--- START ---

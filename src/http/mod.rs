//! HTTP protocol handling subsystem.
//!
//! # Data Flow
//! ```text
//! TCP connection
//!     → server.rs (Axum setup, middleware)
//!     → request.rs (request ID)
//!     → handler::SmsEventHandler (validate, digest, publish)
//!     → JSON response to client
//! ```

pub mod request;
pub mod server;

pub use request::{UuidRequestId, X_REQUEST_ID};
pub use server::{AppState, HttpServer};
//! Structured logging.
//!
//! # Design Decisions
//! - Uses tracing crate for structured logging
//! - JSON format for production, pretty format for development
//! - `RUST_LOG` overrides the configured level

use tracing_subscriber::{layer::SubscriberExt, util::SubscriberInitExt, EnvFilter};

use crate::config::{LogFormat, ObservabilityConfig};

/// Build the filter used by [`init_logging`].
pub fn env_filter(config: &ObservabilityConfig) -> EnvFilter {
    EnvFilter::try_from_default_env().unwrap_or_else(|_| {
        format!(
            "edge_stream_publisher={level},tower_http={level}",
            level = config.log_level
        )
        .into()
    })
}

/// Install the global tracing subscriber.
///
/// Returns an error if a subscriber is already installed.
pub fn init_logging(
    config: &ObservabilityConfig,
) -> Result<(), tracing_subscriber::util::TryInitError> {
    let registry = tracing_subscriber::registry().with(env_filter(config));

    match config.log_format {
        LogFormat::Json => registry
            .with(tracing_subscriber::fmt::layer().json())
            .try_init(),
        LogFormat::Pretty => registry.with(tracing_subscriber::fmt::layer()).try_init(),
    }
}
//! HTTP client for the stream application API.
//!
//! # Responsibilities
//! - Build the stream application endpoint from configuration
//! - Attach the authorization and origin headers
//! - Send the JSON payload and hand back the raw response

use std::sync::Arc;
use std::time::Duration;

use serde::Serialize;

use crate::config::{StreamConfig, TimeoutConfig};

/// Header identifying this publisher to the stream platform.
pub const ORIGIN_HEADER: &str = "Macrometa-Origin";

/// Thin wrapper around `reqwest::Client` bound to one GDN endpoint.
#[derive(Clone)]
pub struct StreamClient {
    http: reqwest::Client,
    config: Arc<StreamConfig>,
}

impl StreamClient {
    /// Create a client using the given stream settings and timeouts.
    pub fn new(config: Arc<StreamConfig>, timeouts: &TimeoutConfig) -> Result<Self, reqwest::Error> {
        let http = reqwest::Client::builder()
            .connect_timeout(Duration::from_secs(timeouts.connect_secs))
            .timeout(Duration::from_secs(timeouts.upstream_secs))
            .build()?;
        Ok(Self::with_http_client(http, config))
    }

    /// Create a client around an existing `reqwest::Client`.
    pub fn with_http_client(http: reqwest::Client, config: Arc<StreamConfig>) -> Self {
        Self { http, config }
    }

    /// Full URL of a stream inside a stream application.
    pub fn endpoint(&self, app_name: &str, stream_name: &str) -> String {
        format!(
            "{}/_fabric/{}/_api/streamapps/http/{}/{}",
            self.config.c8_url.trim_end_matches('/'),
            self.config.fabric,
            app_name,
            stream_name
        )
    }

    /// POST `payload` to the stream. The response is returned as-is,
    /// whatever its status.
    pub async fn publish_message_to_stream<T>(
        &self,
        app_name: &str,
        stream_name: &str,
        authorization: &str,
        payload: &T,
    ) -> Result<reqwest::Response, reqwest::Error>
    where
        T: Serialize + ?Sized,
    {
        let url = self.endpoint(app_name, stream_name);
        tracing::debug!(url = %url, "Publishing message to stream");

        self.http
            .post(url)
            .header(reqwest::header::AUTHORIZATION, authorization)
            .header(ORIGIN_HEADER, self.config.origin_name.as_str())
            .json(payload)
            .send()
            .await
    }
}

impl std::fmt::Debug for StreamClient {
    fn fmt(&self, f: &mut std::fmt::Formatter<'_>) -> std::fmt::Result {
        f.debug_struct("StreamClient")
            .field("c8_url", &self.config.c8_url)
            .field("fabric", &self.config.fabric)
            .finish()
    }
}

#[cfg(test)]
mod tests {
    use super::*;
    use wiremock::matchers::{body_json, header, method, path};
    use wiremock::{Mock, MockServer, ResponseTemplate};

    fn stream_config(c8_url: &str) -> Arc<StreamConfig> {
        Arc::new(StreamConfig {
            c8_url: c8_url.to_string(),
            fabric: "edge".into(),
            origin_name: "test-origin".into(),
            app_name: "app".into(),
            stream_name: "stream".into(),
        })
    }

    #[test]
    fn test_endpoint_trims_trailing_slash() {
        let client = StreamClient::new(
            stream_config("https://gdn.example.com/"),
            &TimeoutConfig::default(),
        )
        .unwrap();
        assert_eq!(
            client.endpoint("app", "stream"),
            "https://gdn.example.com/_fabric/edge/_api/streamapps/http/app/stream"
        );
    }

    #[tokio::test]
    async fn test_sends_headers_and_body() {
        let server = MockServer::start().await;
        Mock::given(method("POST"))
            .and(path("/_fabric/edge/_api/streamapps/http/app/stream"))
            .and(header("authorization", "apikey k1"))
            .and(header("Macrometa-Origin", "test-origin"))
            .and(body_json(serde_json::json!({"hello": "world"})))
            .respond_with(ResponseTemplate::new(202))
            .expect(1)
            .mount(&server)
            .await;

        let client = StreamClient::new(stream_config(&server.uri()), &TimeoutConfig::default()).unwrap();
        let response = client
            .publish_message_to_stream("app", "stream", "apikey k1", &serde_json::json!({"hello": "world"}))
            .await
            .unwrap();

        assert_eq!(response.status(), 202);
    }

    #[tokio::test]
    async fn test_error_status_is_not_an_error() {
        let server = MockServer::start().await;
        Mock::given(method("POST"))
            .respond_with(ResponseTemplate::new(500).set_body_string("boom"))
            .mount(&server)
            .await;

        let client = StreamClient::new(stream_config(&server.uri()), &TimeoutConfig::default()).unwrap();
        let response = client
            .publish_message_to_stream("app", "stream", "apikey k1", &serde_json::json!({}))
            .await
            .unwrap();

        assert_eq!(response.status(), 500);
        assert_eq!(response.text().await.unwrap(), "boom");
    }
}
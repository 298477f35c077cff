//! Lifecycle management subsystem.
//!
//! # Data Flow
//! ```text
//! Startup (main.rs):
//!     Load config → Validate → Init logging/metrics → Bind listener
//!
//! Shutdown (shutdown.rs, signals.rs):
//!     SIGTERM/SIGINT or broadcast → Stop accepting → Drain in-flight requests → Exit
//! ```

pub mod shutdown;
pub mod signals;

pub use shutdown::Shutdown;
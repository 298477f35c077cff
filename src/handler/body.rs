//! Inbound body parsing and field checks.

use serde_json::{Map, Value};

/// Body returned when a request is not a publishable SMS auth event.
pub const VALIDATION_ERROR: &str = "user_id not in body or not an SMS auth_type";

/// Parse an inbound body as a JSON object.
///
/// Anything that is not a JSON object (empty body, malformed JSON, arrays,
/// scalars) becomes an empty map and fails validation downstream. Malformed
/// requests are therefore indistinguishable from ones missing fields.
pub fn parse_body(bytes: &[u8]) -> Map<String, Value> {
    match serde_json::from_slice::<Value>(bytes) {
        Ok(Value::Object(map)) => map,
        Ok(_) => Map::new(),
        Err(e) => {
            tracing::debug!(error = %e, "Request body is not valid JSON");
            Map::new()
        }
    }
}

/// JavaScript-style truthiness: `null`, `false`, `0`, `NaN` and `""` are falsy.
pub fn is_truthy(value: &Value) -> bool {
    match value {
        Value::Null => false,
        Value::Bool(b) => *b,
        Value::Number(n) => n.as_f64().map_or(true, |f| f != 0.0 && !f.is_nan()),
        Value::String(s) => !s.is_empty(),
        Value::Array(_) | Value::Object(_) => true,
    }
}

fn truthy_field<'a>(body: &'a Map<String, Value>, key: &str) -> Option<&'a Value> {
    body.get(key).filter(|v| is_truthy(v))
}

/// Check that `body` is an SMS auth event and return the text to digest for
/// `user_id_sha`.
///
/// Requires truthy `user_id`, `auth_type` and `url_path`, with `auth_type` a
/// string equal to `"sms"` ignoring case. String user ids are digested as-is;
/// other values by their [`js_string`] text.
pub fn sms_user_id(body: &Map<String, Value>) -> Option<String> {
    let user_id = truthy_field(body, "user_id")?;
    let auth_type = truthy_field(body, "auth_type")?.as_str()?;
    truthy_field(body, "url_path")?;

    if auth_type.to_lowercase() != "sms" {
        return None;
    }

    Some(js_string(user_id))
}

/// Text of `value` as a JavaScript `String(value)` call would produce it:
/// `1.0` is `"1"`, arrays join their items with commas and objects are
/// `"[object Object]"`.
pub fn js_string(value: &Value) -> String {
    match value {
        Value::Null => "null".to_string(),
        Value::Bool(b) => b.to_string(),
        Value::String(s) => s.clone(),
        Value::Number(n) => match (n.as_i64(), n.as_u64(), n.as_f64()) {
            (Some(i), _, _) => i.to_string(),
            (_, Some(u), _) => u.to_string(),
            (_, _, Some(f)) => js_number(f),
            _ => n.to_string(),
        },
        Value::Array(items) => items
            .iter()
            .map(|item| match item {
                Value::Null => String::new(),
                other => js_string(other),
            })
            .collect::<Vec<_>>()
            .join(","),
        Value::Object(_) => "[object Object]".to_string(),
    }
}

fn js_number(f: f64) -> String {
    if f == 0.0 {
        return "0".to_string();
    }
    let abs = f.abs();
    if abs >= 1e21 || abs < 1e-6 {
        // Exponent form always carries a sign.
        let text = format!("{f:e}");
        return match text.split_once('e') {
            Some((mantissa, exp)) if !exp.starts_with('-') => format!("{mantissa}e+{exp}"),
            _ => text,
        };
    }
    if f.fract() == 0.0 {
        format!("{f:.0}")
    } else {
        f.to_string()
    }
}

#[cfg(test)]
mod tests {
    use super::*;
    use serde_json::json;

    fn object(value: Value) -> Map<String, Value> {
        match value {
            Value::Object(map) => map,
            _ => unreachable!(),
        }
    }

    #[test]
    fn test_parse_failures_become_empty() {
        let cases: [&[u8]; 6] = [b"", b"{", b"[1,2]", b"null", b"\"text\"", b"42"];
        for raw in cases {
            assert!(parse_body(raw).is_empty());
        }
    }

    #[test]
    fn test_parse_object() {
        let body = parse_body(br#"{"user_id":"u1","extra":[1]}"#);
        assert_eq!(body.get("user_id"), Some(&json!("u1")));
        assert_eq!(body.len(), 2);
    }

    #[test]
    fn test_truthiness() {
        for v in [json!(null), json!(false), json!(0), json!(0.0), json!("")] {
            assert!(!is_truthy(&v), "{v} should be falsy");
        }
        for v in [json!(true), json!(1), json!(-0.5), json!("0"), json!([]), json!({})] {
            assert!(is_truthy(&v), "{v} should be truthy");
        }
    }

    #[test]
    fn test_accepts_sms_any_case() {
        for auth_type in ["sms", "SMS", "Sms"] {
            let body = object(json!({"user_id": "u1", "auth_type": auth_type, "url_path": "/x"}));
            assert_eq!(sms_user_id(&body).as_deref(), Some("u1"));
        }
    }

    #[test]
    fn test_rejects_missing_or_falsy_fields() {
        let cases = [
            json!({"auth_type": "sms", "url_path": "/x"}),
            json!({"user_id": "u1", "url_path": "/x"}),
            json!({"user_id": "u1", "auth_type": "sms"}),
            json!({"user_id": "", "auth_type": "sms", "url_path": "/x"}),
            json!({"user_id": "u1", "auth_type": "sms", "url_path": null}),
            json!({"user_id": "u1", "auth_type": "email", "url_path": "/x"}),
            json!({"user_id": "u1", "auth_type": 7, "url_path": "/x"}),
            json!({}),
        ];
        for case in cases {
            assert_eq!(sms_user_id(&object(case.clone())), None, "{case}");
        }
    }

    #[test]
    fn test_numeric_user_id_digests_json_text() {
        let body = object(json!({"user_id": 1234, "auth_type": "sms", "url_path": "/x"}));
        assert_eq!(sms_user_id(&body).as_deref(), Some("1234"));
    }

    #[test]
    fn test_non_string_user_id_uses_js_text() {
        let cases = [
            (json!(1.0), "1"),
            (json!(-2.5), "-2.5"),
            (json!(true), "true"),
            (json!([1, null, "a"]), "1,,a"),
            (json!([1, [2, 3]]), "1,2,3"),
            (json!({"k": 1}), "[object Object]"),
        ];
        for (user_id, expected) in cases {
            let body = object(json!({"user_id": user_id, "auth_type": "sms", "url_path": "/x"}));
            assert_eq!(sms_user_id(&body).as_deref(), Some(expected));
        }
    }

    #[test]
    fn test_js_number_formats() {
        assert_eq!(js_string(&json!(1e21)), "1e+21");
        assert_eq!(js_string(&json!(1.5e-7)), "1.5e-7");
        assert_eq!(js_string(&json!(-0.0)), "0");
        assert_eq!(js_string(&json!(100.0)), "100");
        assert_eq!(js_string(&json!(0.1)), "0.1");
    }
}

--- END ---

▶ [INSTRUCTIONS TO FOLLOW] Return exactly, please, the lines of the material from the first one down to and including the line where "and origin headers" appears.

▶ [RESPONSE TO THE EXERCISE]
filename src/http/mod.rs
//! HTTP protocol handling subsystem.
//!
//! # Data Flow
//! ```text
//! TCP connection
//!     → server.rs (Axum setup, middleware)
//!     → request.rs (request ID)
//!     → handler::SmsEventHandler (validate, digest, publish)
//!     → JSON response to client
//! ```

pub mod request;
pub mod server;

pub use request::{UuidRequestId, X_REQUEST_ID};
pub use server::{AppState, HttpServer};
//! Structured logging.
//!
//! # Design Decisions
//! - Uses tracing crate for structured logging
//! - JSON format for production, pretty format for development
//! - `RUST_LOG` overrides the configured level

use tracing_subscriber::{layer::SubscriberExt, util::SubscriberInitExt, EnvFilter};

use crate::config::{LogFormat, ObservabilityConfig};

/// Build the filter used by [`init_logging`].
pub fn env_filter(config: &ObservabilityConfig) -> EnvFilter {
    EnvFilter::try_from_default_env().unwrap_or_else(|_| {
        format!(
            "edge_stream_publisher={level},tower_http={level}",
            level = config.log_level
        )
        .into()
    })
}

/// Install the global tracing subscriber.
///
/// Returns an error if a subscriber is already installed.
pub fn init_logging(
    config: &ObservabilityConfig,
) -> Result<(), tracing_subscriber::util::TryInitError> {
    let registry = tracing_subscriber::registry().with(env_filter(config));

    match config.log_format {
        LogFormat::Json => registry
            .with(tracing_subscriber::fmt::layer().json())
            .try_init(),
        LogFormat::Pretty => registry.with(tracing_subscriber::fmt::layer()).try_init(),
    }
}
//! HTTP client for the stream application API.
//!
//! # Responsibilities
//! - Build the stream application endpoint from configuration
//! - Attach the authorization and origin headers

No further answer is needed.